Revolutionizing K-Nearest Neighbor Distance Measurements for Enhanced Credit Scoring


ÇETİN A. İ., BÜYÜKLÜ A. H.

10th International Conference on Computational and Experimental Science and Engineering, Antalya, Turkey, 27 - 30 October 2023, pp.202, (Summary Text)

  • Publication Type: Conference Paper / Summary Text
  • City: Antalya
  • Country: Turkey
  • Page Numbers: pp.202
  • Ankara Yıldırım Beyazıt University Affiliated: Yes

Abstract

The k-Nearest Neighbors (kNN) algorithm is a fundamental tool in machine learning, yet its performance hinges on the accurate computation of distances, often via the Euclidean distance metric. This research seeks to enhance the kNN algorithm by optimizing this metric through an adaptive model that adjusts the distance calculation based on dataset-specific attributes, improving upon the rigidity of the traditional Euclidean metric. Our method, when applied to a unique sovereign credit rating dataset, showed significant improvements in predictive accuracy and computational efficiency, validating the efficacy of this approach.

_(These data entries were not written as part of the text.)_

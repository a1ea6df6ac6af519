//! Projects registry credentials into every watched namespace.

use std::collections::HashSet;
use std::sync::Arc;

use async_trait::async_trait;
use kctlr_core::{BoxError, Handler};
use tracing::{info, warn};

use crate::namespace::Namespace;
use crate::secret::{RegistryCredentials, SecretTarget};

/// Default name of the projected secret.
pub const DEFAULT_SECRET_NAME: &str = "ecr";

/// Keeps a docker-config secret in every namespace that is not excluded.
pub struct NamespaceSecretHandler {
    target: Arc<dyn SecretTarget>,
    credentials: RegistryCredentials,
    exclude: HashSet<String>,
    secret_name: String,
}

impl NamespaceSecretHandler {
    /// An empty `secret_name` falls back to [`DEFAULT_SECRET_NAME`].
    pub fn new(
        target: Arc<dyn SecretTarget>,
        credentials: RegistryCredentials,
        exclude: impl IntoIterator<Item = String>,
        secret_name: &str,
    ) -> Self {
        let secret_name = if secret_name.is_empty() {
            DEFAULT_SECRET_NAME
        } else {
            secret_name
        };
        Self {
            target,
            credentials,
            exclude: exclude.into_iter().collect(),
            secret_name: secret_name.to_string(),
        }
    }

    pub fn secret_name(&self) -> &str {
        &self.secret_name
    }

    fn is_excluded(&self, namespace: &str) -> bool {
        self.exclude.contains(namespace)
    }

    /// Create or refresh the secret. Creation and every later update take
    /// this path, so a resync re-issues the current credentials.
    async fn upsert(&self, ns: &Namespace) -> Result<(), BoxError> {
        let namespace = ns.name.as_str();

        if self.is_excluded(namespace) {
            if self.target.get(namespace, &self.secret_name).await?.is_some() {
                match self.target.delete(namespace, &self.secret_name).await {
                    Ok(()) => info!(namespace, secret = %self.secret_name, "deleted secret from excluded namespace"),
                    Err(e) => warn!(namespace, secret = %self.secret_name, error = %e, "failed to delete secret from excluded namespace"),
                }
            }
            info!(namespace, "ignoring excluded namespace");
            return Ok(());
        }

        let secret = self
            .credentials
            .docker_config_secret(namespace, &self.secret_name)?;

        if self.target.get(namespace, &self.secret_name).await?.is_none() {
            self.target.create(secret).await.inspect_err(|e| {
                warn!(namespace, secret = %self.secret_name, error = %e, "failed to create secret");
            })?;
            info!(namespace, secret = %self.secret_name, "created secret");
        } else {
            self.target.update(secret).await.inspect_err(|e| {
                warn!(namespace, secret = %self.secret_name, error = %e, "failed to update secret");
            })?;
            info!(namespace, secret = %self.secret_name, "updated secret");
        }

        Ok(())
    }
}

#[async_trait]
impl Handler<Namespace> for NamespaceSecretHandler {
    async fn create(&self, obj: Namespace) -> Result<(), BoxError> {
        self.upsert(&obj).await
    }

    async fn update(&self, _old: Option<Namespace>, new: Namespace) -> Result<(), BoxError> {
        self.upsert(&new).await
    }

    /// Secrets go away with their namespace.
    async fn delete(&self, _key: &str, _obj: Option<Namespace>) -> Result<(), BoxError> {
        Ok(())
    }
}
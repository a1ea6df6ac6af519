//! Work queue payload carrying one or two object keys.

use std::fmt;

use serde::{Deserialize, Serialize};

/// One unit of reconciliation work.
///
/// Create and delete notifications carry only `new`. Updates also carry
/// `old` so the worker can fetch both versions of the object. Two keys are
/// the same logical work item when their encoded forms are identical, which
/// is exactly structural equality.
#[derive(Debug, Clone, PartialEq, Eq, Hash, Serialize, Deserialize)]
pub struct IndexKey {
    /// Key of the object before the update.
    #[serde(default, skip_serializing_if = "Option::is_none")]
    pub old: Option<String>,
    /// Key of the current object.
    pub new: String,
}

impl IndexKey {
    /// Key for a create notification.
    pub fn create(key: impl Into<String>) -> Self {
        Self {
            old: None,
            new: key.into(),
        }
    }

    /// Key for an update notification.
    pub fn update(old: impl Into<String>, new: impl Into<String>) -> Self {
        Self {
            old: Some(old.into()),
            new: new.into(),
        }
    }

    /// Key for a delete notification.
    pub fn delete(key: impl Into<String>) -> Self {
        Self::create(key)
    }

    /// Encode as `{"old":"..","new":".."}`, omitting `old` when absent.
    pub fn encode(&self) -> String {
        // Two string fields cannot fail to serialize.
        serde_json::to_string(self).unwrap_or_else(|_| self.new.clone())
    }

    /// Decode an encoded key. `decode(&key.encode())` yields `key` again.
    ///
    /// Anything that is not a JSON object is taken as a bare create/delete key.
    pub fn decode(s: &str) -> Result<Self, serde_json::Error> {
        if s.trim_start().starts_with('{') {
            serde_json::from_str(s)
        } else {
            Ok(Self::create(s))
        }
    }
}

impl fmt::Display for IndexKey {
    fn fmt(&self, f: &mut fmt::Formatter<'_>) -> fmt::Result {
        f.write_str(&self.encode())
    }
}

impl From<&str> for IndexKey {
    fn from(key: &str) -> Self {
        Self::create(key)
    }
}

impl From<String> for IndexKey {
    fn from(key: String) -> Self {
        Self::create(key)
    }
}
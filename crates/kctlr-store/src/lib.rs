//! Local object mirror for kctlr controllers.
//!
//! [`MemoryStore`] keeps the latest observed version of each object and
//! implements [`kctlr_core::KeyedCache`]. [`SharedInformer`] fills the store
//! from an initial listing, then applies [`WatchEvent`]s from a channel and
//! fans them out to registered [`kctlr_core::ResourceEventHandler`]s.

mod error;
mod informer;
mod store;

pub use error::StoreError;
pub use informer::{SharedInformer, WatchEvent};
pub use store::{MemoryStore, StoreEvent, SyncState};
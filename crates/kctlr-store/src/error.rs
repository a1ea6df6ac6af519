use thiserror::Error;

/// Errors that can occur when writing to a store.
#[derive(Debug, Error)]
pub enum StoreError {
    #[error("object has no key")]
    MissingKey,
}
//! Metroline Game Engine
//!
//! Platform-agnostic simulation core for the Metroline transit network game.
//! Stations appear over time, the player joins them with coloured lines and
//! runs trains along them, and riders pile up until satisfaction collapses.
//! This crate owns every rule and leaves drawing and DOM wiring to the
//! caller, which drives [`Session::tick`] and reads [`Session::render_state`].

pub mod carriage;
pub mod city;
pub mod command;
pub mod config;
mod constants;
pub mod economy;
pub mod error;
pub mod events;
pub mod geometry;
pub mod history;
pub mod input;
pub mod network;
pub mod numbers;
pub mod result;
pub mod rng;
pub mod satisfaction;
pub mod session;
pub mod snapshot;
pub mod spawning;
pub mod train;

// Re-export commonly used types
pub use carriage::Carriage;
pub use city::{
    City, CityProfile, ConnectionSet, Line, LineId, Station, StationId, StationShape, TrainId,
};
pub use command::{Command, CommandOutcome};
pub use config::{
    ConfigError, InputConfig, ResourceConfig, SatisfactionConfig, SimConfig, SpawnConfig,
    TimingConfig, TrainConfig,
};
pub use economy::{Calendar, Cost, GameClock, Resources, RewardKind};
pub use error::CommandError;
pub use events::SessionEvent;
pub use geometry::{Point, Viewport, angle_between, distance_to_segment};
pub use history::{Pose, PoseHistory};
pub use input::{DragState, PointerTarget};
pub use network::{ConnectOutcome, connect_stations, line_at, station_at};
pub use result::FinalStats;
pub use rng::{CountingRng, RngBundle};
pub use satisfaction::{Satisfaction, SatisfactionBand};
pub use session::{Session, SessionMode, SessionStatus};
pub use snapshot::{CarriageView, DragPreview, Hud, LineView, RenderState, StationView, TrainView};
pub use train::{Direction, ExchangeOutcome, StopEndpoint, Train, TrainPhase};
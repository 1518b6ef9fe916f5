//! Seeded random streams.
//!
//! Each concern draws from its own stream so that, for example, an extra
//! drop-off roll never shifts where the next station spawns.
use hmac::{Hmac, Mac};
use rand::SeedableRng;
use rand::rngs::SmallRng;
use sha2::Sha256;

/// Independent RNG streams derived from a single user seed.
#[derive(Debug, Clone)]
pub struct RngBundle {
    seed: u64,
    spawn: CountingRng<SmallRng>,
    passengers: CountingRng<SmallRng>,
    exchange: CountingRng<SmallRng>,
    dispatch: CountingRng<SmallRng>,
}

impl RngBundle {
    /// Construct the bundle from a user-visible seed.
    #[must_use]
    pub fn from_user_seed(seed: u64) -> Self {
        Self {
            seed,
            spawn: CountingRng::new(derive_stream_seed(seed, b"spawn")),
            passengers: CountingRng::new(derive_stream_seed(seed, b"passengers")),
            exchange: CountingRng::new(derive_stream_seed(seed, b"exchange")),
            dispatch: CountingRng::new(derive_stream_seed(seed, b"dispatch")),
        }
    }

    #[must_use]
    pub const fn seed(&self) -> u64 {
        self.seed
    }

    /// Station placement and shape selection.
    pub const fn spawn(&mut self) -> &mut CountingRng<SmallRng> {
        &mut self.spawn
    }

    /// Passenger generation rolls.
    pub const fn passengers(&mut self) -> &mut CountingRng<SmallRng> {
        &mut self.passengers
    }

    /// Drop-off counts during passenger exchange.
    pub const fn exchange(&mut self) -> &mut CountingRng<SmallRng> {
        &mut self.exchange
    }

    /// Line selection when a train is requested without a line.
    pub const fn dispatch(&mut self) -> &mut CountingRng<SmallRng> {
        &mut self.dispatch
    }
}

/// Counting wrapper for RNG streams providing instrumentation.
#[derive(Debug, Clone)]
pub struct CountingRng<R> {
    rng: R,
    draws: u64,
}

impl CountingRng<SmallRng> {
    fn new(seed: u64) -> Self {
        Self {
            rng: SmallRng::seed_from_u64(seed),
            draws: 0,
        }
    }
}

impl<R> CountingRng<R> {
    /// Number of draw calls performed against this stream.
    #[must_use]
    pub const fn draws(&self) -> u64 {
        self.draws
    }
}

impl<R: rand::RngCore> rand::RngCore for CountingRng<R> {
    fn next_u32(&mut self) -> u32 {
        self.draws = self.draws.saturating_add(1);
        self.rng.next_u32()
    }

    fn next_u64(&mut self) -> u64 {
        self.draws = self.draws.saturating_add(1);
        self.rng.next_u64()
    }

    fn fill_bytes(&mut self, dest: &mut [u8]) {
        self.draws = self.draws.saturating_add(1);
        self.rng.fill_bytes(dest);
    }

    fn try_fill_bytes(&mut self, dest: &mut [u8]) -> Result<(), rand::Error> {
        self.draws = self.draws.saturating_add(1);
        self.rng.try_fill_bytes(dest)
    }
}

fn derive_stream_seed(user_seed: u64, domain_tag: &[u8]) -> u64 {
    let Ok(mut mac) = Hmac::<Sha256>::new_from_slice(&user_seed.to_le_bytes()) else {
        return user_seed;
    };
    mac.update(domain_tag);
    let digest = mac.finalize().into_bytes();
    let mut seed_bytes = [0u8; 8];
    seed_bytes.copy_from_slice(&digest[..8]);
    u64::from_le_bytes(seed_bytes)
}

#[cfg(test)]
mod tests {
    use super::*;
    use rand::Rng;

    #[test]
    fn streams_are_independent_and_reproducible() {
        let mut a = RngBundle::from_user_seed(42);
        let mut b = RngBundle::from_user_seed(42);
        let first: u32 = a.spawn().gen_range(0..1_000_000);
        let _ = a.exchange().gen_range(0..10);
        let second: u32 = b.spawn().gen_range(0..1_000_000);
        assert_eq!(first, second);
        assert!(a.spawn().draws() >= 1);
        assert!(a.exchange().draws() >= 1);
        assert_eq!(b.exchange().draws(), 0);
    }

    #[test]
    fn domains_separate_streams() {
        assert_ne!(
            derive_stream_seed(7, b"spawn"),
            derive_stream_seed(7, b"passengers")
        );
        assert_ne!(derive_stream_seed(7, b"spawn"), derive_stream_seed(8, b"spawn"));
    }
}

Our model extends beyond traditional kNN by integrating feature importance weighting from the Random Forest algorithm, which provides a nuanced measure of sample proximity and improves classification performance. The results of this research have far-reaching implications for machine learning and data mining, particularly in high-stakes prediction accuracy scenarios. They highlight the potential of dynamic distance metrics and hybrid models in enhancing algorithmic performance. Future research will focus on validating the effectiveness of this optimized distance metric across diverse datasets, affirming the versatility of our adaptive model and its implications for the kNN algorithm.